Complexity Is Key

“When we deal with cities we are dealing with life at its most complex and intense,” says Jane Jacobs in her seminal book, The Death and Life of Great American Cities (1961).

By The Empty Square


Photo: Mihály Köles/Unsplash

Photo: Mihály Köles/Unsplash

“When we deal with cities we are dealing with life at its most complex and intense,” says Jane Jacobs in her seminal book, The Death and Life of Great American Cities (1961).

Complexity covers diversity, varieties, density, an infinite number of relations and interactions, and the whole spectrum of human capacity.

Therefore, we need urban strategies that can illuminate and clarify life and help to explain to us the meanings and the order of cities.

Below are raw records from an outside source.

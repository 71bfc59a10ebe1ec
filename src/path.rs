// SPDX-FileCopyrightText: 2026 Sym Contributors
// SPDX-License-Identifier: MIT

//! Path resolution utilities.
//!
//! Decide how a user-supplied path is resolved to an absolute location on
//! disk, and which __storage form__ (absolute or home-relative) gets
//! persisted into the registry for it. Every function that needs the home
//! directory takes it as an explicit argument instead of reading ambient
//! process state.

use std::{
    fs,
    path::{Path, PathBuf},
};

/// Determine absolute path to user's home directory.
///
/// Does not check if the path returned actually exists.
///
/// # Errors
///
/// - Return [`NoWayHome`] if home directory path cannot be determined.
pub fn home_dir() -> Result<PathBuf> {
    dirs::home_dir().ok_or(NoWayHome)
}

/// Resolve user input to an absolute path.
///
/// Absolute input is used as-is. Relative input is joined onto the current
/// working directory. Does not check that the result exists.
///
/// # Errors
///
/// - Return [`std::io::Error`] if the current working directory cannot be
///   determined.
pub fn absolutize(input: impl AsRef<Path>) -> std::io::Result<PathBuf> {
    let input = input.as_ref();
    if input.is_absolute() {
        Ok(input.to_path_buf())
    } else {
        Ok(std::env::current_dir()?.join(input))
    }
}

/// Compute the storage form of a resolved path.
///
/// The registry stays portable across machines by storing paths under the
/// home directory relative to it, but an explicitly absolute input is never
/// rewritten. Precedence:
///
/// 1. Original input was absolute: store the absolute path.
/// 2. Resolved path lies under `home`: store it home-relative.
/// 3. Otherwise: store the absolute path.
pub fn storage_form(input: impl AsRef<Path>, resolved: &Path, home: &Path) -> String {
    if input.as_ref().is_absolute() {
        return resolved.to_string_lossy().into_owned();
    }

    match resolved.strip_prefix(home) {
        Ok(relative) => relative.to_string_lossy().into_owned(),
        Err(_) => resolved.to_string_lossy().into_owned(),
    }
}

/// Resolve a stored form back to an absolute path.
///
/// Inverse of [`storage_form`]: a stored value is either already absolute,
/// or relative to the home directory. No other interpretation exists.
pub fn resolve_stored(stored: impl AsRef<Path>, home: &Path) -> PathBuf {
    let stored = stored.as_ref();
    if stored.is_absolute() {
        stored.to_path_buf()
    } else {
        home.join(stored)
    }
}

/// Read the target a symbolic link points to, as an absolute path.
///
/// Returns [`None`] if `link` is not a symbolic link. A relative link target
/// is resolved against the link's parent directory, matching how the
/// operating system resolves it.
pub fn link_target(link: impl AsRef<Path>) -> Option<PathBuf> {
    let link = link.as_ref();
    let target = fs::read_link(link).ok()?;
    if target.is_absolute() {
        Some(target)
    } else {
        Some(link.parent().map(|dir| dir.join(&target)).unwrap_or(target))
    }
}

/// Create a symbolic link at `link` pointing to `original`.
#[cfg(unix)]
pub fn symlink(original: impl AsRef<Path>, link: impl AsRef<Path>) -> std::io::Result<()> {
    std::os::unix::fs::symlink(original, link)
}

/// Create a symbolic link at `link` pointing to `original`.
#[cfg(windows)]
pub fn symlink(original: impl AsRef<Path>, link: impl AsRef<Path>) -> std::io::Result<()> {
    std::os::windows::fs::symlink_file(original, link)
}

/// No way to determine user's home directory.
///
/// # See Also
///
/// - [`dirs::home_dir`](https://docs.rs/dirs/latest/dirs/fn.home_dir.html)
#[derive(Clone, Debug, thiserror::Error)]
#[error("cannot determine absolute path to user's home directory")]
pub struct NoWayHome;

/// Friendly result alias :3
pub type Result<T, E = NoWayHome> = std::result::Result<T, E>;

Instead of approaching cities and towns as if they were a larger technical or architectural problem, how can we introduce strategies ennobling to life?

How can we direct our attention towards the inner and underlying, often invisible, structures that lead to complexity – instead of focusing 98 % on single units, visual design, technical solutions, and parking?

Anybody out there that dares to arrange an urban design competition with 50 % focus on the visible, technical, and architectural features and 50 % on the inner, underlying, invisible structures – those that can actually lead to the complexity needed to create a living city?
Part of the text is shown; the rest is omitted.